Phoenix Prediction Docs

Security

Verify Phoenix signatures and protect wallet operations

Every Phoenix Prediction wallet operation is signed. Your backend must verify the signature before changing a player balance.

Verify before balance changes

Treat unsigned or invalidly signed wallet operations as untrusted. They should not reach wallet business logic.

Platform Public Key

Wallet webhooks are signed with the single platform key. Fetch it as SPKI PEM:

GET https://prediction.phoenixverse.io/.well-known/signing-key.pem

This flat route serves one Ed25519 public key for the whole runtime, and every wallet operation Phoenix sends is signed with its private half. Verify wallet signatures against this key only.

Do not confuse it with your per-operator key at /o/{operator_code}/.well-known/signing-key.pem. That one is what Phoenix uses to verify your launch JWTs and Operator API calls (see Operator Launch Keys), not the other way around.

Cache the platform key, and refetch it if signature verification fails after a Phoenix key rotation notice.

Request Headers

Every wallet request carries these lowercase headers:

HeaderDescription
content-type: application/jsonJSON request body
x-provider: phoenix-prediction-marketProvider identifier
x-request-idUUIDv7 tracing identifier for the HTTP attempt
signatureUnpadded base64url Ed25519 signature over the raw request body

Money moves carry one additional header:

HeaderDescription
idempotency-keyPlatform-generated dedup key for the move

idempotency-key is present on POST /wallet/transactions and on POST /wallet/transactions/status (the status probe reuses the original move envelope, so it carries the same key). It is absent on POST /wallet/balance, which never moves money.

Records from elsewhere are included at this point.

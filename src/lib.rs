// Copyright (c) AlphaVelocity.
// All rights reserved.
//
// This source code is licensed under the license found in the
// LICENSE file in the root directory of this source tree.

pub mod cli;
pub mod commands;
pub mod error;
pub mod journal;
pub mod models;
pub mod partners;
pub mod resources;
pub mod session;
pub mod streak;
pub mod utils;

pub use error::{Error, Result};
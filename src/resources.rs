// Copyright (c) 2025 Soumyadip Sarkar.
// All rights reserved.
//
// This source code is licensed under the license found in the
// LICENSE file in the root directory of this source tree.

use serde::Serialize;

use crate::error::{Error, Result};

#[derive(Debug, Clone, Copy, Serialize)]
pub struct Resource {
    pub title: &'static str,
    pub description: &'static str,
    pub contact: Option<&'static str>,
    pub recommended: bool,
}

#[derive(Debug, Clone, Copy, Serialize)]
pub struct Section {
    pub key: &'static str,
    pub title: &'static str,
    pub items: &'static [Resource],
}

const fn item(title: &'static str, description: &'static str) -> Resource {
    Resource {
        title,
        description,
        contact: None,
        recommended: false,
    }
}

pub static CATALOG: &[Section] = &[
    Section {
        key: "programs",
        title: "Programs That Work",
        items: &[
            Resource {
                title: "Duke TTS Program",
                description: "Tobacco Treatment Specialists who have specialized training to help you quit.",
                contact: Some("mailto:cttsprogram@duke.edu"),
                recommended: true,
            },
            item(
                "Skip the Vape",
                "A program specifically designed for teens looking to quit vaping.",
            ),
            item(
                "Quit the Hit",
                "Resources for teens and young adults wanting to quit vaping.",
            ),
        ],
    },
    Section {
        key: "why-hard",
        title: "Why Quitting is Hard",
        items: &[
            item(
                "3%",
                "Success rate when quitting \"cold turkey\" without support.",
            ),
            item(
                "Flavors",
                "Flavored vapes, especially menthol, are designed to be extremely addictive.",
            ),
            item(
                "Unknowns",
                "Vapes are relatively new, so long-term effects are still being studied.",
            ),
        ],
    },
    Section {
        key: "strategies",
        title: "Effective Strategies",
        items: &[
            item(
                "Nicotine Replacement Therapy",
                "Options like patches, gum, and lozenges can help manage cravings.",
            ),
            item(
                "Medication Options",
                "Prescription medications like Varenicline and Bupropion can help reduce cravings and withdrawal symptoms.",
            ),
            item(
                "Oral Nicotine Resources",
                "Alternatives that can help manage cravings while breaking the habit.",
            ),
        ],
    },
];

/// Looks a section up by key or by its case-insensitive title.
pub fn section(name: &str) -> Result<&'static Section> {
    let needle = name.trim().to_lowercase();
    CATALOG
        .iter()
        .find(|s| s.key == needle || s.title.to_lowercase() == needle)
        .ok_or_else(|| Error::UnknownSection(name.trim().to_string()))
}
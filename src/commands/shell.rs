// Copyright (c) 2025 Soumyadip Sarkar.
// All rights reserved.
//
// This source code is licensed under the license found in the
// LICENSE file in the root directory of this source tree.

use std::io::{BufRead, Write};

use crate::cli::build_shell;
use crate::commands::{Flow, dispatch};
use crate::session::Session;
use crate::utils::split_line;
use anyhow::Result;
use tracing::debug;

/// Reads commands line by line until `quit` or end of input. A bad line is
/// reported and skipped; the session keeps its state.
pub fn run<R: BufRead>(session: &mut Session, input: R, prompt: bool) -> Result<()> {
    if prompt {
        println!("BreatheClean shell. Type 'help' for commands, 'quit' to leave.");
    }
    let mut lines = input.lines();
    loop {
        if prompt {
            print!("breathe> ");
            std::io::stdout().flush()?;
        }
        let Some(line) = lines.next() else { break };
        let line = line?;
        let line = line.trim();
        if line.is_empty() || line.starts_with('#') {
            continue;
        }
        let words = match split_line(line) {
            Ok(w) => w,
            Err(e) => {
                eprintln!("error: {e:#}");
                continue;
            }
        };
        let matches = match build_shell().try_get_matches_from(words) {
            Ok(m) => m,
            Err(e) => {
                // Help and usage output arrive here too.
                let _ = e.print();
                continue;
            }
        };
        debug!(command = ?matches.subcommand_name(), "shell command");
        match dispatch(session, &matches) {
            Ok(Flow::Quit) => break,
            Ok(Flow::Continue) => {}
            Err(e) => eprintln!("error: {e:#}"),
        }
    }
    Ok(())
}
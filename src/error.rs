// Copyright (c) 2025 Soumyadip Sarkar.
// All rights reserved.
//
// This source code is licensed under the license found in the
// LICENSE file in the root directory of this source tree.

use thiserror::Error;

#[derive(Debug, Error, PartialEq, Eq)]
pub enum Error {
    #[error("journal entry needs both a mood and a difficulty level before it can be saved")]
    IncompleteEntry,
    #[error("unknown mood '{0}' (expected great|good|okay|difficult|struggling)")]
    InvalidMood(String),
    #[error("invalid difficulty '{0}', expected 1-5")]
    InvalidDifficulty(String),
    #[error("invalid replay event '{0}' (use s/+/y for a clean day, f/-/x for a slip)")]
    InvalidEvent(char),
    #[error("invalid email address '{0}'")]
    InvalidEmail(String),
    #[error("missing required value: {0}")]
    MissingField(&'static str),
    #[error("unknown format '{0}' (use csv|json)")]
    UnknownFormat(String),
    #[error("unknown resources section '{0}'")]
    UnknownSection(String),
}

pub type Result<T> = std::result::Result<T, Error>;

Verify the signature over the exact raw body bytes. Do not re-serialize JSON before verifying.

Node.js Verification Example

The signature header is unpadded base64url Ed25519 over the exact raw body bytes, produced with the platform private key. Decode it and verify against the platform public PEM.

import { createPublicKey, verify } from 'node:crypto';

const publicKey = createPublicKey(process.env.PHOENIX_PREDICTION_PUBLIC_KEY_PEM!);

export function verifyPhoenixSignature(rawBody: Buffer, signature: string) {
  const decoded = Buffer.from(signature, 'base64url');
  return verify(null, rawBody, publicKey, decoded);
}

For Ed25519, Node's verify algorithm argument is null. Buffer.from(signature, 'base64url') decodes the unpadded signature correctly, so you do not need to add padding.

Endpoint Protection

  • Accept wallet calls only on HTTPS.
  • Verify the signature before parsing business fields.
  • Reject missing or invalid signatures with HTTP 401 and a plain JSON body such as { "error": "bad_signature" }. Phoenix treats 400/401/403 as terminal from the status code alone, so a recognizable string member is enough. Only a business rejection uses 422 with an application/problem+json body carrying a code member (see Wallet Operations).
  • Keep a durable transaction table keyed by operation and idempotency key.
  • Log request IDs, wallet response type, and signature verification result.
  • Do not rely on client-side Phoenix events as proof that money moved.

Environment Separation

Use separate allowlists and logging views for the sandbox and prod environments where your platform supports it. At minimum, every wallet operation log should include the Phoenix environment value so finance can reconcile against the correct ledger.

Response Evidence

For money-moving requests, store enough evidence to prove what both sides exchanged:

  • Request body hash
  • Request signature header value
  • Response HTTP status
  • Response body hash
  • Operator wallet transaction ID
  • Operator reservation ID, when the operation creates a reservation
  • Processed timestamp

Operator Launch Keys

You also provide Phoenix with an Ed25519 public key. Phoenix uses that key to verify:

  • Launch JWTs minted by your backend
  • Signed requests you make to the Operator API

Your private key must stay server-side. Rotate it if it is exposed.